Making of a Political Science Major
This year I graduate with my B.S. in political science, oddly ASU’s acronym for poli sci is POS. Get a good laugh out of it, it was carefully selected for just the joke running through your head. This is the first big accomplishment in my 36 years on this planet. I have made some not so kosher choices determined to not function within the demands of my family, or friends. I wanted to do it my way, and I have finally done so. I’m strong willed to put it mildly, breeding maybe, stubborn certainly, uncompromising in the obligation I feel to do kindness by the world without question.

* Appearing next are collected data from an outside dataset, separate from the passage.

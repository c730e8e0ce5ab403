//! Validation errors raised by domain constructors

use std::fmt;

/// Errors produced when a domain value fails validation
#[derive(Debug, Clone, PartialEq)]
pub enum DomainError {
    /// A bibcode was empty or whitespace
    EmptyBibcode,

    /// A citation pointed from a paper to itself
    SelfCitation(String),

    /// A confidence value outside the closed unit interval
    ConfidenceOutOfRange(f64),

    /// A label that is not one of the six citation categories
    UnknownCategory(String),

    /// A label that is not one of the curated hypothesis statuses
    UnknownHypothesisStatus(String),

    /// A hypothesis without a name
    EmptyHypothesisName,
}

impl fmt::Display for DomainError {
    fn fmt(&self, f: &mut fmt::Formatter<'_>) -> fmt::Result {
        match self {
            DomainError::EmptyBibcode => write!(f, "bibcode must not be empty"),
            DomainError::SelfCitation(bibcode) => {
                write!(f, "paper {} cannot cite itself", bibcode)
            }
            DomainError::ConfidenceOutOfRange(value) => {
                write!(f, "confidence {} is outside [0.0, 1.0]", value)
            }
            DomainError::UnknownCategory(label) => {
                write!(f, "unknown citation category '{}'", label)
            }
            DomainError::UnknownHypothesisStatus(label) => {
                write!(f, "unknown hypothesis status '{}'", label)
            }
            DomainError::EmptyHypothesisName => write!(f, "hypothesis name must not be empty"),
        }
    }
}

impl std::error::Error for DomainError {}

So to start with the story, I should say I was abandoned by my egg donor at birth, and it has taken me 36 years to realize I was created so she would have a paycheck coming in. When my Dad left her, she no longer had a need for me. The reality is this has been a painful, life draining event, that eventually turned into one of the greatest blessings in my life. My Dad, is complicated, but he is my best friend and every day I miss having him in my life. He left when I was about 12 or 13, and he calls and sends cards and does his best to feel connected to me. Mostly I feel caught in a web of things I don’t understand and grief of all of those wonderful moments I will never have with my Dad by my side. Like all shades of grief, it never really goes away it just hides for a while until the next trigger occurs. Mine happen to be weddings, holidays, and any other day that ends in a “y”. I can’t replace him, and I can’t change the circumstances, and even if I find the answer to my question “Daddy why did you leave” I think it would only cause more pain and regret and I suspect a lot of rage on my end.

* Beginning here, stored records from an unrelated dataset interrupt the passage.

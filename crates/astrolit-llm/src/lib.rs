//! Astrolit LLM Provider Layer
//!
//! Implementations of the `CompletionProvider` trait from `astrolit-domain`.
//!
//! # Providers
//!
//! - `MockProvider`: Deterministic mock for testing
//! - `OpenAiProvider`: OpenAI-compatible chat-completions API
//!
//! # Examples
//!
//! ```
//! use astrolit_domain::{CompletionProvider, CompletionRequest};
//! use astrolit_llm::MockProvider;
//!
//! let provider = MockProvider::new(r#"{"classification": "NEUTRAL"}"#);
//! let request = CompletionRequest {
//!     system: "classify".to_string(),
//!     user: "abstract".to_string(),
//!     temperature: 0.1,
//!     max_tokens: 500,
//! };
//! assert_eq!(provider.complete(&request).unwrap(), r#"{"classification": "NEUTRAL"}"#);
//! ```

#![warn(missing_docs)]

pub mod openai;

use astrolit_domain::{CompletionProvider, CompletionRequest};
use std::sync::atomic::{AtomicUsize, Ordering};
use std::sync::Arc;
use thiserror::Error;

pub use openai::OpenAiProvider;

/// Errors that can occur during completion calls
#[derive(Error, Debug)]
pub enum LlmError {
    /// Network or API communication error
    #[error("Communication error: {0}")]
    Communication(String),

    /// Missing or rejected credentials
    #[error("Unauthorized: {0}")]
    Unauthorized(String),

    /// Invalid response envelope
    #[error("Invalid response: {0}")]
    InvalidResponse(String),

    /// Rate limit exceeded
    #[error("Rate limit exceeded")]
    RateLimitExceeded,

    /// Model not available
    #[error("Model not available: {0}")]
    ModelNotAvailable(String),

    /// Generic error
    #[error("LLM error: {0}")]
    Other(String),
}

const ERROR_MARKER: &str = "\u{0}error";

/// Mock completion provider for deterministic testing
///
/// Returns canned responses without any network calls. Keyed responses match
/// when the key is a substring of the user message; the first added key wins.
///
/// # Examples
///
/// ```
/// use astrolit_domain::{CompletionProvider, CompletionRequest};
/// use astrolit_llm::MockProvider;
///
/// let mut provider = MockProvider::default();
/// provider.add_response("rule out", r#"{"classification": "REFUTING"}"#);
///
/// let request = CompletionRequest {
///     system: String::new(),
///     user: "We rule out the companion.".to_string(),
///     temperature: 0.1,
///     max_tokens: 500,
/// };
/// assert!(provider.complete(&request).unwrap().contains("REFUTING"));
/// assert_eq!(provider.call_count(), 1);
/// ```
#[derive(Debug, Clone)]
pub struct MockProvider {
    default_response: String,
    responses: Vec<(String, String)>,
    unavailable: bool,
    call_count: Arc<AtomicUsize>,
}

impl MockProvider {
    /// Create a mock with a fixed response for every request
    pub fn new(response: impl Into<String>) -> Self {
        Self {
            default_response: response.into(),
            responses: Vec::new(),
            unavailable: false,
            call_count: Arc::new(AtomicUsize::new(0)),
        }
    }

    /// Create a mock whose every call fails as if the service were down
    pub fn unavailable() -> Self {
        Self {
            unavailable: true,
            ..Self::default()
        }
    }

    /// Add a response for user messages containing `key`
    pub fn add_response(&mut self, key: impl Into<String>, response: impl Into<String>) {
        self.responses.push((key.into(), response.into()));
    }

    /// Fail requests whose user message contains `key`
    pub fn add_error(&mut self, key: impl Into<String>) {
        self.responses.push((key.into(), ERROR_MARKER.to_string()));
    }

    /// Number of completion calls made, shared across clones
    pub fn call_count(&self) -> usize {
        self.call_count.load(Ordering::SeqCst)
    }

    /// Reset the call count
    pub fn reset_call_count(&self) {
        self.call_count.store(0, Ordering::SeqCst);
    }
}

impl Default for MockProvider {
    fn default() -> Self {
        Self::new("Default mock response")
    }
}

impl CompletionProvider for MockProvider {
    type Error = LlmError;

    fn complete(&self, request: &CompletionRequest) -> Result<String, Self::Error> {
        self.call_count.fetch_add(1, Ordering::SeqCst);

        if self.unavailable {
            return Err(LlmError::Communication("mock service unavailable".to_string()));
        }

        let matched = self
            .responses
            .iter()
            .find(|(key, _)| request.user.contains(key.as_str()));

        match matched {
            Some((_, response)) if response == ERROR_MARKER => {
                Err(LlmError::Other("Mock error".to_string()))
            }
            Some((_, response)) => Ok(response.clone()),
            None => Ok(self.default_response.clone()),
        }
    }

    fn model_name(&self) -> &str {
        "mock"
    }
}
//! Error types for the classifier

use astrolit_domain::DomainError;
use thiserror::Error;

/// Errors that can occur during classification
#[derive(Error, Debug)]
pub enum ClassifierError {
    /// The completion service could not be used and no fallback was allowed
    #[error("Classifier unavailable: {0}")]
    Unavailable(String),

    /// Citation store error
    #[error("Store error: {0}")]
    Store(String),

    /// A domain value failed validation
    #[error("Invalid record: {0}")]
    Domain(#[from] DomainError),

    /// Configuration error
    #[error("Configuration error: {0}")]
    Config(String),
}
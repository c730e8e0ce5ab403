//! Citation categories - the closed set of citing/cited relationships

use std::fmt;
use std::ops::{Index, IndexMut};

/// How a citing paper relates to the claims of the paper it cites
///
/// REFUTING is strictly stronger than CONTRASTING: it means the cited
/// hypothesis is excluded, not merely disputed. NEUTRAL is the default when
/// no stance can be detected.
#[derive(Debug, Clone, Copy, PartialEq, Eq, PartialOrd, Ord, Hash)]
pub enum Category {
    /// Agrees with, confirms, validates, or extends the cited work
    Supporting,

    /// Disagrees with or challenges the cited work without settling the matter
    Contrasting,

    /// Definitively rules out the cited work's hypothesis
    Refuting,

    /// Cites for background or historical context
    Contextual,

    /// Cites for methods, data, tools, or software
    Methodological,

    /// Plain acknowledgment without a detectable stance
    Neutral,
}

impl Category {
    /// Number of categories
    pub const COUNT: usize = 6;

    /// All categories in canonical order
    pub const ALL: [Category; Category::COUNT] = [
        Category::Supporting,
        Category::Contrasting,
        Category::Refuting,
        Category::Contextual,
        Category::Methodological,
        Category::Neutral,
    ];

    /// Upper-case wire label
    pub fn as_str(&self) -> &'static str {
        match self {
            Category::Supporting => "SUPPORTING",
            Category::Contrasting => "CONTRASTING",
            Category::Refuting => "REFUTING",
            Category::Contextual => "CONTEXTUAL",
            Category::Methodological => "METHODOLOGICAL",
            Category::Neutral => "NEUTRAL",
        }
    }

    /// Parse a label in any case; surrounding whitespace is ignored
    ///
    /// # Examples
    ///
    /// ```
    /// use astrolit_domain::Category;
    ///
    /// assert_eq!(Category::parse("refuting"), Some(Category::Refuting));
    /// assert_eq!(Category::parse("DISPUTING"), None);
    /// ```
    pub fn parse(s: &str) -> Option<Self> {
        match s.trim().to_uppercase().as_str() {
            "SUPPORTING" => Some(Category::Supporting),
            "CONTRASTING" => Some(Category::Contrasting),
            "REFUTING" => Some(Category::Refuting),
            "CONTEXTUAL" => Some(Category::Contextual),
            "METHODOLOGICAL" => Some(Category::Methodological),
            "NEUTRAL" => Some(Category::Neutral),
            _ => None,
        }
    }

    fn index(self) -> usize {
        match self {
            Category::Supporting => 0,
            Category::Contrasting => 1,
            Category::Refuting => 2,
            Category::Contextual => 3,
            Category::Methodological => 4,
            Category::Neutral => 5,
        }
    }
}

impl fmt::Display for Category {
    fn fmt(&self, f: &mut fmt::Formatter<'_>) -> fmt::Result {
        f.write_str(self.as_str())
    }
}

impl std::str::FromStr for Category {
    type Err = crate::DomainError;

    fn from_str(s: &str) -> Result<Self, Self::Err> {
        Category::parse(s).ok_or_else(|| crate::DomainError::UnknownCategory(s.to_string()))
    }
}

/// A value for every category
///
/// Backed by a fixed array, so a table always has all six keys even when a
/// category never occurred.
#[derive(Debug, Clone, Copy, PartialEq, Default)]
pub struct CategoryMap<T> {
    values: [T; Category::COUNT],
}

impl<T: Copy> CategoryMap<T> {
    /// Create a table with every category set to `value`
    pub fn filled(value: T) -> Self {
        Self {
            values: [value; Category::COUNT],
        }
    }
}

impl<T> CategoryMap<T> {
    /// Iterate over `(category, value)` in canonical order
    pub fn iter(&self) -> impl Iterator<Item = (Category, &T)> {
        Category::ALL.iter().copied().zip(self.values.iter())
    }
}

impl<T> Index<Category> for CategoryMap<T> {
    type Output = T;

    fn index(&self, category: Category) -> &T {
        &self.values[category.index()]
    }
}

impl<T> IndexMut<Category> for CategoryMap<T> {
    fn index_mut(&mut self, category: Category) -> &mut T {
        &mut self.values[category.index()]
    }
}

#[cfg(test)]
mod tests {
    use super::*;

    #[test]
    fn test_parse_is_case_insensitive() {
        assert_eq!(Category::parse("Supporting"), Some(Category::Supporting));
        assert_eq!(Category::parse("  neutral "), Some(Category::Neutral));
        assert_eq!(Category::parse("METHODOLOGICAL"), Some(Category::Methodological));
    }

    #[test]
    fn test_parse_rejects_unknown_labels() {
        assert_eq!(Category::parse(""), None);
        assert_eq!(Category::parse("AGREES"), None);
        assert!("DISPUTED".parse::<Category>().is_err());
    }

    #[test]
    fn test_label_round_trip() {
        for category in Category::ALL {
            assert_eq!(Category::parse(category.as_str()), Some(category));
            assert_eq!(category.to_string(), category.as_str());
        }
    }

    #[test]
    fn test_category_map_has_every_key() {
        let mut counts: CategoryMap<usize> = CategoryMap::default();
        counts[Category::Refuting] += 2;

        let entries: Vec<_> = counts.iter().collect();
        assert_eq!(entries.len(), Category::COUNT);
        assert_eq!(entries[2], (Category::Refuting, &2));
        assert_eq!(counts[Category::Neutral], 0);
    }
}
//! Confidence values in the closed unit interval

use crate::DomainError;

/// A classifier confidence in [0.0, 1.0]
#[derive(Debug, Clone, Copy, PartialEq, PartialOrd, Default)]
pub struct Confidence(f64);

impl Confidence {
    /// Zero confidence, used when no signal was found
    pub const ZERO: Confidence = Confidence(0.0);

    /// Create a confidence, rejecting NaN and values outside [0, 1]
    ///
    /// # Examples
    ///
    /// ```
    /// use astrolit_domain::Confidence;
    ///
    /// assert!(Confidence::new(0.7).is_ok());
    /// assert!(Confidence::new(1.2).is_err());
    /// ```
    pub fn new(value: f64) -> Result<Self, DomainError> {
        if value.is_nan() || !(0.0..=1.0).contains(&value) {
            return Err(DomainError::ConfidenceOutOfRange(value));
        }
        Ok(Self(value))
    }

    /// Create a confidence, saturating into [0, 1] (NaN becomes 0)
    pub fn clamped(value: f64) -> Self {
        if value.is_nan() {
            return Self::ZERO;
        }
        Self(value.clamp(0.0, 1.0))
    }

    /// Raw value
    pub fn value(&self) -> f64 {
        self.0
    }
}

In the absence of both parents, I was raised by my Dad’s Aunt. To say we are polar opposites is probably a mild understatement. We think a like but that happens when you spend a lifetime as a pair. See she was never married, and I became her source of emotional reassurance. She tried hard with me, but I needed the one thing a person who was raised through the Depression simply did not know, and that was affection and emotional support. She’s not good with emotions, and as you can see in my beginnings a little love and support would have been very necessary to over come the troubles of parents leaving. She did a great job with me, as far as teaching me the right things to do, emotions I had to find on my own, and let me just say I am still a hot mess but I am making it happen.
All of this creates a perfect storm in me, the absence of love from a mother my whole life, the absence of the one person who I felt was a constant and loved me in my troubled times, and a woman who gave me all she had, but the one thing I needed most. I became driven to change the world, to change the presence of love in it. I wanted to show the world love was the answer. A bit perplexing this would be my path, since at the end of the day I really have no idea what it means to be loved. However, I do have a very clear understand of what it means to be told and reaffirmed by everyone you are worthless, you have no value, meaning or validity in this world.
We will go back to my Dad for a moment, my Dad as I mentioned was my best friend, he showed me the world. He taught me I had a responsibility to look at my blessings and make sure the world did not go without. He lived in L.A. in the late 80's and early 90’s, I remember the tension in L.A. It became obvious the color of my skin made people uncomfortable, righteously so I suspect, in a community that spent most of it’s time at odds, having it constantly reaffirmed it was worthless of existence. You can see where I might identify with that. My Dad is the most important facilitator in my existence, because he put love in my life, and then all of a sudden it was gone. I experienced what it meant to be valued, and all of a sudden it was gone, and I was stuck in a life where my consent to actions of those around me was silenced by their own perceptions.
My relationship with my Dad is a bit ironic, he taught me to never stop asking questions, to always pursue what is kind and true, even in the presence of conflict. He taught me in the effort to achieve this, politics was the key. I had to know the system to change the system. So I feel in love with politics. Well maybe not politics, but Government, because politics is simply the acquisition of power between conflicting ideologies. Problem is it is smothered in rhetoric, and nonsense. It’s kind of like how Johnny Cochran convinced a jury of O.J.s peers “if the glove don’t fit, you must acquit”, however no one ever mentioned the fact blood is largely water. The equation is simple leather + blood + heat (since I do not think the L.A. County evidence room is kept in the realm of climate control). There is a reason most politicians are lawyers, and I want to deal with what is true.
I suspect the phrase “the devil’s in the details” is more about when we look too closely at the details of each other’s pain, we lose sight of the fact we all suffer at the hands of someone else at some point. No, we do not all have to suffer the life ending tragedy of the Black Lives Matter movement, but we should be willing to put an end to it because one day we will all find ourselves helpless to the majority.